Doesn't ascorbic acid enhance the citrus flavor of beer? It's just enhanced citric acid.
UltraSonic bath.

Ascorbic acid is often known as Vitamin C.

Citric acid is found in citrus fruits but is not ascorbic acid.

Ascorbic acid is used in a very small dose.

Regarding can it produce the taste and foam of Guinness beer, well you do need to start with Guinness!

 
Could we do a "poor man's" version, holding the bottle upright and gently tapping the bottom onto a countertop a few times?
If this works it should be fine.
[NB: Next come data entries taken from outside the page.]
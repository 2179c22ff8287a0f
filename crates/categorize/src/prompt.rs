use std::collections::VecDeque;
use tally_core::{RecordId, TransactionRecord};
use thiserror::Error;

#[derive(Error, Debug)]
pub enum PromptError {
    #[error("Prompt I/O failed: {0}")]
    Io(#[from] std::io::Error),
    #[error("Prompt interrupted by the operator")]
    Interrupted,
    #[error("No operator input left")]
    Exhausted,
}

/// Where records that no keyword matches are sent for a human decision.
pub trait PromptPort {
    /// Shows the record to the operator and returns their raw answer.
    fn ask(&mut self, record: &TransactionRecord) -> Result<String, PromptError>;

    /// Tells the operator their answer for `record` was not understood.
    fn notify_invalid(&mut self, _record: &TransactionRecord, _input: &str) {}
}

/// Answers prompts from a fixed script, for headless runs.
#[derive(Debug, Default)]
pub struct ScriptedPrompt {
    answers: VecDeque<String>,
    asked: Vec<RecordId>,
    rejected: Vec<RecordId>,
}

impl ScriptedPrompt {
    pub fn new<I, S>(answers: I) -> Self
    where
        I: IntoIterator<Item = S>,
        S: Into<String>,
    {
        Self {
            answers: answers.into_iter().map(Into::into).collect(),
            ..Self::default()
        }
    }

    /// Records shown to the operator, in order.
    pub fn asked(&self) -> &[RecordId] {
        &self.asked
    }

    /// Records whose answer was rejected.
    pub fn rejected(&self) -> &[RecordId] {
        &self.rejected
    }

    pub fn remaining(&self) -> usize {
        self.answers.len()
    }
}

impl PromptPort for ScriptedPrompt {
    fn ask(&mut self, record: &TransactionRecord) -> Result<String, PromptError> {
        self.asked.push(record.id);
        self.answers.pop_front().ok_or(PromptError::Exhausted)
    }

    fn notify_invalid(&mut self, record: &TransactionRecord, _input: &str) {
        self.rejected.push(record.id);
    }
}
But my guess is that the carbonation that remains after bottling from the unpressurized fermenter is not sufficient.
 
What makes the foam become CO2?, i would think its just beer and oxygen, or do you first let it re-ferment and then open it again?
 
You ferment under pressure then?, otherwise i would think the co2 in the beer would be minimal as it all escapes.
 
What makes the foam become CO2?, i would think its just beer and oxygen, or do you first let it re-ferment and then open it again?
Foam is caused by CO2 leaving solution by cavitation. It's why when you pour beer from height into the bottom of the glass and you get a bunch of foam the beer will taste flat. If that was oxygen and beer and the CO2 was still in solution it would be as carbonated as it was originally.